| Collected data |
+ + +

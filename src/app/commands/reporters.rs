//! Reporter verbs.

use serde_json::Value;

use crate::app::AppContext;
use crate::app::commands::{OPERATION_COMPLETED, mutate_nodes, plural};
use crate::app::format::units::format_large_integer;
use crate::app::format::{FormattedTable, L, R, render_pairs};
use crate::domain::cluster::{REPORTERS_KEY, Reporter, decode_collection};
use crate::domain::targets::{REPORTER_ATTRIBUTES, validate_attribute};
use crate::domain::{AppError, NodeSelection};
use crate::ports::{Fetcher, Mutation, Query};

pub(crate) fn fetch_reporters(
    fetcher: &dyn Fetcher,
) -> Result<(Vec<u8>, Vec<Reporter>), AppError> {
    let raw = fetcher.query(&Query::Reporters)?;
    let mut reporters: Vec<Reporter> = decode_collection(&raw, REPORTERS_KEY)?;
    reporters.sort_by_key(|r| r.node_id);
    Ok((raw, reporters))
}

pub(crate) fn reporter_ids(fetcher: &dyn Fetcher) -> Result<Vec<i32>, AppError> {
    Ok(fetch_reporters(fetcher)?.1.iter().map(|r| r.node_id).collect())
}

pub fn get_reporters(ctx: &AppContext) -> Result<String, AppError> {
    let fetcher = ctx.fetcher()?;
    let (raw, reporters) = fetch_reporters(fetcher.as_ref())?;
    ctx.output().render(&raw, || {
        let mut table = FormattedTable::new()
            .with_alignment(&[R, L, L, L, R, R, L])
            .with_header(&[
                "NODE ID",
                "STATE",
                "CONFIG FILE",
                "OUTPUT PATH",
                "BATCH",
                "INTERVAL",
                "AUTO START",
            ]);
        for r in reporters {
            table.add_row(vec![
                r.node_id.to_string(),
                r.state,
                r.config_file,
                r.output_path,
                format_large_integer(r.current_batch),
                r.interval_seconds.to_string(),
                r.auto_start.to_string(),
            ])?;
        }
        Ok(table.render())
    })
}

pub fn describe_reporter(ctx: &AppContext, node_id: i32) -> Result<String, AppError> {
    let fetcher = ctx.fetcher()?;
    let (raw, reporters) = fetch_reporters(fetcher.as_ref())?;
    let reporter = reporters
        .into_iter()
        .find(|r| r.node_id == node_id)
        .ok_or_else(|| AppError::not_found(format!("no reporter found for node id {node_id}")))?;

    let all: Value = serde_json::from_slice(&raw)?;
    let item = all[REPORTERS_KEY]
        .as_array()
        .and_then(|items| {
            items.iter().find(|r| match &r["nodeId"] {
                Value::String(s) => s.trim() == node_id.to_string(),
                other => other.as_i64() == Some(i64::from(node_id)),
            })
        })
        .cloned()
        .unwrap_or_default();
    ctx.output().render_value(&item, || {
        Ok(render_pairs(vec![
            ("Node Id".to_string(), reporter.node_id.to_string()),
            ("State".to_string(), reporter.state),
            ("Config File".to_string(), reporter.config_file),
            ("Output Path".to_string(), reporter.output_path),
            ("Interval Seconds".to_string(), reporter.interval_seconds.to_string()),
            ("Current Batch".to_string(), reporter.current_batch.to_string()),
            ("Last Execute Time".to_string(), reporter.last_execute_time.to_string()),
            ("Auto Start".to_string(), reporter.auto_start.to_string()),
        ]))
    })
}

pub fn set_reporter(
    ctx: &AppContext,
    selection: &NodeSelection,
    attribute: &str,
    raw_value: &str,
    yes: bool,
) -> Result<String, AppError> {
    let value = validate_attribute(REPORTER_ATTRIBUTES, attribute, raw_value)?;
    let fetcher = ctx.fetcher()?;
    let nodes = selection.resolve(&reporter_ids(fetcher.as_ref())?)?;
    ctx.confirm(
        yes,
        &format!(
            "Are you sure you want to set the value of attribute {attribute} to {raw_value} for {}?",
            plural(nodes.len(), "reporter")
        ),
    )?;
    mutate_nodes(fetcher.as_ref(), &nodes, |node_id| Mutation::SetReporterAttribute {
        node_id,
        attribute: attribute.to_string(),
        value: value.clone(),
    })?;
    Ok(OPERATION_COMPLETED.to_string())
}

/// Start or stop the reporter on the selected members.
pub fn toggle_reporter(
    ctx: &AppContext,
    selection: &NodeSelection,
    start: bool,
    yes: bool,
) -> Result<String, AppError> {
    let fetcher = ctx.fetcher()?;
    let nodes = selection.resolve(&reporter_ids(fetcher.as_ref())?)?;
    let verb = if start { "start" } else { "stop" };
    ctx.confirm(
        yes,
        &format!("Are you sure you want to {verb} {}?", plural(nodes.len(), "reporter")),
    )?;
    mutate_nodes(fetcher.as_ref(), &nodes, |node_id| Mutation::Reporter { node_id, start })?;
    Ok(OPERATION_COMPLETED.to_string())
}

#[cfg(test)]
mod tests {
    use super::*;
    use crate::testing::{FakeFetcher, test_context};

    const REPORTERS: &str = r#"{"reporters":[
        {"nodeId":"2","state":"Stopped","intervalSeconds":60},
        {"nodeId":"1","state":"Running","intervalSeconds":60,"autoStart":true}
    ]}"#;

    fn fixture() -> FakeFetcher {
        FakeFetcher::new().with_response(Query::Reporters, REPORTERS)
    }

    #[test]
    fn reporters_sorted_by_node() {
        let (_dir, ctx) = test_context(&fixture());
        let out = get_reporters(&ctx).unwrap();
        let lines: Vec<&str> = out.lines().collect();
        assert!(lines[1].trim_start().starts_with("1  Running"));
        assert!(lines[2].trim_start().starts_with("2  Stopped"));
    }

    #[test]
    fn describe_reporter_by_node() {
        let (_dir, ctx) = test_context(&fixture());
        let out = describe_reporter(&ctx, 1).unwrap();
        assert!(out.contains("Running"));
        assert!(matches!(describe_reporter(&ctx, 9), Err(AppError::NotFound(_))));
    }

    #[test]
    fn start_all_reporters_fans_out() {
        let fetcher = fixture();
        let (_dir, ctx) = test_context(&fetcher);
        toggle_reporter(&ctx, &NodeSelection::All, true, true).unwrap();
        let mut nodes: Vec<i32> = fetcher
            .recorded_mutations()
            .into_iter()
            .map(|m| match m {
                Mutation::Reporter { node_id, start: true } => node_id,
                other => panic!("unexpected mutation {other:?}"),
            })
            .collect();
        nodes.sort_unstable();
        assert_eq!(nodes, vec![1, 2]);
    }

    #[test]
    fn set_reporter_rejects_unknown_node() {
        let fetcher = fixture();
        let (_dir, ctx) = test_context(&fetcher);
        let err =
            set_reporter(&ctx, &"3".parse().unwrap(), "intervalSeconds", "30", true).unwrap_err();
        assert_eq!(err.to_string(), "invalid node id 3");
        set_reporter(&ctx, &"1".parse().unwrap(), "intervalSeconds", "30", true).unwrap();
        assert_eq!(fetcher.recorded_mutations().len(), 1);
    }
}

+ + +

| Activity |
Return only the exact lines from the opening of the records through the line that contains "Result<(Vec<u8>, Vec<Reporter>), AppError>", both included.

| Solution to this task |
filename src/app/commands/reporters.rs
//! Reporter verbs.

use serde_json::Value;

use crate::app::AppContext;
use crate::app::commands::{OPERATION_COMPLETED, mutate_nodes, plural};
use crate::app::format::units::format_large_integer;
use crate::app::format::{FormattedTable, L, R, render_pairs};
use crate::domain::cluster::{REPORTERS_KEY, Reporter, decode_collection};
use crate::domain::targets::{REPORTER_ATTRIBUTES, validate_attribute};
use crate::domain::{AppError, NodeSelection};
use crate::ports::{Fetcher, Mutation, Query};

pub(crate) fn fetch_reporters(
    fetcher: &dyn Fetcher,
) -> Result<(Vec<u8>, Vec<Reporter>), AppError> {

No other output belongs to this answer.